After he fell through a building roof while installing a fan on a property owned by Rommi Realty, LLC, Andrzej B. filed a personal-injury lawsuit in the Queens County Supreme Court.
While the case was initially commenced in 2017 by the “P” firm, some two years later, Andrzej retained the “B” firm. When the case was settled, the two sets of attorneys battled over how they would split the legal fees.
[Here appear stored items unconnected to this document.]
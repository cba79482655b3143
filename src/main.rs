// src/main.rs

use std::sync::Arc;

use anyhow::Result;
use clap::Parser;
use tracing_subscriber::{EnvFilter, fmt};

use ppo_relay::config::RelayConfig;
use ppo_relay::gemini::GeminiClient;
use ppo_relay::server::{self, AppState};

/// PPO-AI relay - persona chat over the Gemini API
#[derive(Parser, Debug)]
#[command(name = "ppo-relay", version, about)]
struct Args {
    /// Listen host (overrides HOST)
    #[arg(long)]
    host: Option<String>,

    /// Listen port (overrides PORT)
    #[arg(long, short = 'p')]
    port: Option<u16>,

    /// Gemini API key (overrides GEMINI_API_KEY)
    #[arg(long)]
    gemini_api_key: Option<String>,

    /// Gemini model name (overrides GEMINI_MODEL)
    #[arg(long)]
    model: Option<String>,

    /// Gemini API base URL (overrides GEMINI_BASE_URL)
    #[arg(long)]
    gemini_base_url: Option<String>,
}

impl Args {
    /// CLI args > env vars > defaults
    fn apply(self, config: &mut RelayConfig) {
        if let Some(host) = self.host {
            config.host = host;
        }
        if let Some(port) = self.port {
            config.port = port;
        }
        if let Some(key) = self.gemini_api_key.filter(|k| !k.trim().is_empty()) {
            config.gemini_api_key = Some(key);
        }
        if let Some(model) = self.model {
            config.gemini.model = model;
        }
        if let Some(base_url) = self.gemini_base_url {
            config.gemini.base_url = base_url;
        }
    }
}

#[tokio::main]
async fn main() -> Result<()> {
    // .env in the working directory is optional
    let _ = dotenvy::dotenv();

    fmt()
        .with_env_filter(
            EnvFilter::try_from_default_env().unwrap_or_else(|_| EnvFilter::new("info")),
        )
        .init();

    let args = Args::parse();
    let mut config = RelayConfig::from_env();
    args.apply(&mut config);
    config.log_summary();

    let addr = config.bind_addr()?;
    let upstream = Arc::new(GeminiClient::new(config.gemini.clone())?);
    let state = AppState::new(&config, upstream);

    server::run(addr, state).await
}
After a Queens County Supreme Court justice awarded 60% of the money to “P,” and 40% to "B," both counsel appealed to the Appellate Division, Second Department.
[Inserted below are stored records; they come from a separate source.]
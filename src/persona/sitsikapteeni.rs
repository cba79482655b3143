// src/persona/sitsikapteeni.rs
//! Sitsit toastmaster: loud, energetic, always calling for the next song.

pub const SITSIKAPTEENI_PERSONA_PROMPT: &str = r#"
Olet PPO-AI, Pohjois-Pohjalaisen osakunnan sitsikapteeni-tekoäly.
Vastaat suomeksi, energisesti ja sitsihenkisesti.
Kannustat laulamaan ja nostamaan maljan.
Lisää välihuutoja kuten "HEI!", "NOSTO!", "PPO!", "Oulun kautta!"
Vastaukset saavat olla hauskoja ja vähän ylitsevuotavia.
"#;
Apparently, the “P” firm “handled the case on behalf of [Andrzej] for more than two years and performed work that included, inter alia, filing and serving the summons and complaint, conducting depositions, attending court conferences, and engaging in motion practice,” while the “B” firm handled such things as “filing supplemental documents in support of a motion by the plaintiff for summary judgment, orally arguing the motion, attending multiple settlement conferences, and securing a favorable settlement ….”
Deferring to the trial court, given that it was in the “best position” to assess “`such factors as the time and labor required, the difficulty of the issues involved, the skill required to handle the matter, and the effectiveness of the legal work performed,’” and after its independent review of the record, the AD2 thought the 60/40 split was appropriate and affirmed that outcome.
Was that a split decision?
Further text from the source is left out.